**ACTION ITEM:**
From the records below, state how many lines include the word "Some", giving only that number.

Stored data entries:
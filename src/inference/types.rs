//! Typed records for the inference responses the presentation layer consumes.
//!
//! The relay never decodes into these; it passes JSON through. The
//! presentation layer decodes at its boundary so that a malformed upstream
//! body is a typed error instead of a missing-key surprise while rendering.

use serde::{Deserialize, Serialize};

/// One `{label, score}` verdict.
#[derive(Debug, Clone, PartialEq, Serialize, Deserialize)]
pub struct SentimentScore {
    pub label: String,
    pub score: f64,
}

/// Per-input sentiment output: either a ranked list of verdicts (one per
/// label) or a single verdict, depending on the model and endpoint.
#[derive(Debug, Clone, PartialEq, Serialize, Deserialize)]
#[serde(untagged)]
pub enum SentimentOutput {
    Ranked(Vec<SentimentScore>),
    Single(SentimentScore),
}

impl SentimentOutput {
    /// Highest-scoring verdict, `None` for an empty ranked list.
    pub fn top(&self) -> Option<&SentimentScore> {
        match self {
            SentimentOutput::Single(s) => Some(s),
            SentimentOutput::Ranked(list) => list
                .iter()
                .max_by(|a, b| a.score.total_cmp(&b.score)),
        }
    }
}

/// One NER mention. Aggregated models tag with `entity_group`; raw token
/// classifiers tag with `entity` (`B-ORG`, `I-PER`, …).
#[derive(Debug, Clone, PartialEq, Serialize, Deserialize)]
pub struct EntityMention {
    #[serde(default, skip_serializing_if = "Option::is_none")]
    pub entity_group: Option<String>,
    #[serde(default, skip_serializing_if = "Option::is_none")]
    pub entity: Option<String>,
    pub word: String,
    #[serde(default, skip_serializing_if = "Option::is_none")]
    pub score: Option<f64>,
    #[serde(default, skip_serializing_if = "Option::is_none")]
    pub start: Option<usize>,
    #[serde(default, skip_serializing_if = "Option::is_none")]
    pub end: Option<usize>,
}

impl EntityMention {
    pub fn new(tag: &str, word: &str) -> Self {
        Self {
            entity_group: Some(tag.to_string()),
            entity: None,
            word: word.to_string(),
            score: None,
            start: None,
            end: None,
        }
    }

    /// Grouping tag. `B-`/`I-` prefixes of raw tags are stripped so both
    /// halves of a span land in the same group.
    pub fn tag(&self) -> &str {
        if let Some(group) = self.entity_group.as_deref() {
            return group;
        }
        match self.entity.as_deref() {
            Some(raw) => raw
                .strip_prefix("B-")
                .or_else(|| raw.strip_prefix("I-"))
                .unwrap_or(raw),
            None => "MISC",
        }
    }
}

/// `GET /api/health` body.
#[derive(Debug, Clone, PartialEq, Serialize, Deserialize)]
pub struct HealthStatus {
    pub status: String,
    pub model_ready: bool,
}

**TASK RESULT:**
4